Сад наносит еще один чувствительный удар по сентиментализму традиционной готики: он измышляет некую привязанность, возникающую между героиней и отдельными из ее преследователей, словно намекая на признаки мазохизма в Софи. Ее приводят к Брессаку, который вознаграждает девушку безразличием к такой любви и заставляет ее высечь. Он женоненавистник и гомосексуалист, единственный мужчина на протяжении всего повествования, который так и не переспал с ней. Она проявляет некоторую привязанность к Дюбуа и даже искорку интереса к Антонену, одному из отцов Сент-Сари-де-Буа. Но выше любой личной привязанности стоит верность собственной добродетели и страданиям, которые она ради ее терпит. Во время первой встречи с Дюбуа Софи клянется скорее согласиться переносить страдания из-за своего добродетельного поведения, чем наслаждаться богатством мира, которое может свалиться на нее в результате преступной деятельности. Сад утверждал, что награда ей уготована на небесах. Хотя в свете последних теорий мазохизма может возникнуть вопрос: а не получала ли она вознаграждение непосредственно на страницах романа?
2. Алина и Валькур
Самой крупной из публично признанных работ Сада является его «философский роман», над которым он трудился в Бастилии с 1785 по 1788 годы. Он был опубликован в восьми томах в 1795 году, сразу после того, как печатный процесс прервался из-за ареста и казни издателя Жируара.

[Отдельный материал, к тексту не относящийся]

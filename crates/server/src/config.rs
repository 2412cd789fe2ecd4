//! Server configuration.

use std::net::SocketAddr;
use std::path::PathBuf;

/// Which storage backend to open.
#[derive(Debug, Clone, Copy, PartialEq, Eq, Default, clap::ValueEnum)]
pub enum Backend {
    /// One JSON file per record
    #[default]
    Json,
    /// A single SQLite database file (requires the `sqlite` feature)
    Sqlite,
}

/// Buildwise server configuration.
#[derive(Debug, Clone)]
pub struct ServerConfig {
    /// Address to listen on
    pub bind: SocketAddr,
    /// Data directory
    pub storage_path: PathBuf,
    /// Storage backend
    pub backend: Backend,
}

impl ServerConfig {
    /// Database file used by the SQLite backend.
    pub fn database_path(&self) -> PathBuf {
        self.storage_path.join("buildwise.db")
    }
}

impl Default for ServerConfig {
    fn default() -> Self {
        Self {
            bind: SocketAddr::from(([127, 0, 0, 1], 3000)),
            storage_path: ".buildwise".into(),
            backend: Backend::Json,
        }
    }
}
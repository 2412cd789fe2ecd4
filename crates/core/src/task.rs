//! Task model - a unit of site work inside a project.

use serde::{Deserialize, Serialize};
use crate::id::{ProjectId, TaskAssignmentId, TaskId, UserId};
use crate::Time;

/// A task belonging to a project.
#[derive(Debug, Clone, PartialEq, Serialize, Deserialize)]
#[serde(rename_all = "camelCase")]
pub struct Task {
    /// Unique identifier
    pub id: TaskId,

    /// Owning project
    pub project_id: ProjectId,

    /// Task title
    pub title: String,

    /// Detailed description
    pub description: Option<String>,

    /// Current status
    pub status: TaskStatus,

    /// Priority
    pub priority: TaskPriority,

    /// Planned start
    pub start_date: Option<Time>,

    /// Due date
    pub due_date: Option<Time>,

    /// Estimated effort in hours
    pub estimated_hours: Option<f64>,

    /// Logged effort in hours
    pub actual_hours: Option<f64>,

    /// Set when the task enters `Completed`
    pub completed_at: Option<Time>,

    /// Creation timestamp
    pub created_at: Time,

    /// Last update timestamp
    pub updated_at: Time,
}

impl Task {
    /// Create a `Todo` task with medium priority.
    pub fn new(project_id: ProjectId, title: impl Into<String>) -> Self {
        let now = chrono::Utc::now();
        Self {
            id: TaskId::new(),
            project_id,
            title: title.into(),
            description: None,
            status: TaskStatus::Todo,
            priority: TaskPriority::Medium,
            start_date: None,
            due_date: None,
            estimated_hours: None,
            actual_hours: None,
            completed_at: None,
            created_at: now,
            updated_at: now,
        }
    }

    /// Move the task to `status`, stamping or clearing `completed_at`.
    ///
    /// Completion is stamped on every transition into `Completed`, and any
    /// other status clears it.
    pub fn set_status(&mut self, status: TaskStatus, now: Time) {
        self.status = status;
        self.completed_at = status.is_completed().then_some(now);
        self.updated_at = now;
    }
}

/// Task status.
#[derive(Debug, Clone, Copy, PartialEq, Eq, Hash, Serialize, Deserialize)]
#[serde(rename_all = "SCREAMING_SNAKE_CASE")]
pub enum TaskStatus {
    /// Not started
    Todo,
    /// Being worked on
    InProgress,
    /// Awaiting sign-off
    Review,
    /// Done
    Completed,
    /// Waiting on something outside the crew's control
    Blocked,
}

impl TaskStatus {
    /// Only `Completed` counts toward project progress.
    pub fn is_completed(self) -> bool {
        matches!(self, TaskStatus::Completed)
    }
}

/// Task priority.
#[derive(Debug, Clone, Copy, PartialEq, Eq, Hash, Serialize, Deserialize)]
#[serde(rename_all = "SCREAMING_SNAKE_CASE")]
pub enum TaskPriority {
    Low,
    Medium,
    High,
    Urgent,
}

/// Assignment of a user to a task.
#[derive(Debug, Clone, PartialEq, Serialize, Deserialize)]
#[serde(rename_all = "camelCase")]
pub struct TaskAssignment {
    /// Unique identifier
    pub id: TaskAssignmentId,

    /// Assigned task
    pub task_id: TaskId,

    /// Assignee
    pub user_id: UserId,

    /// When assigned
    pub assigned_at: Time,
}

impl TaskAssignment {
    /// Assign `user_id` to `task_id` now.
    pub fn new(task_id: TaskId, user_id: UserId) -> Self {
        Self {
            id: TaskAssignmentId::new(),
            task_id,
            user_id,
            assigned_at: chrono::Utc::now(),
        }
    }
}

/// Filter for querying tasks.
#[derive(Debug, Clone, Default, Serialize, Deserialize)]
#[serde(rename_all = "camelCase")]
pub struct TaskFilter {
    /// Filter by project
    pub project_id: Option<ProjectId>,

    /// Filter by status
    pub status: Option<TaskStatus>,
}

impl TaskFilter {
    /// Whether `task` passes every set criterion.
    pub fn matches(&self, task: &Task) -> bool {
        self.project_id.map_or(true, |id| task.project_id == id)
            && self.status.map_or(true, |s| task.status == s)
    }
}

По плану роман должен состоять из серии писем в духе Ричардсона, в которых описывалась несчастная любовь Алины и Валькура. Все это весьма напоминало «Клариссу». Сад уже читал это произведение, вызвавшее его восхищение. Ситуация, в которой действуют герои, довольно банальна. Алина – дочь президента де Бламона. Она влюбляется в бедного, но благочестивого Валькура. Ее мать одобряет выбор дочери, но ему противостоит расчетливый и похотливый Бламон. Вместо этого он делает необходимые приготовления для брака чистой сердцем Алины с одним из своих приятелей, развратным и трижды вдовым финансистом, Долбургом. Бламон пускается во все тяжкие, только бы навязать свою волю Алине, а также собственной жене, которую, в конце концов, отравляет руками соблазненной им горничной. Он предпринимает попытку подкупить, а потом и убить Валькура. В завершение Бламон и Долбург увозят девушку в уединенный дом, чтобы продолжить там уговоры. Оказавшись в их руках, Алина обращается к единственному доступному ей средству сохранить верность самой себе и Валькуру: она совершает самоубийство.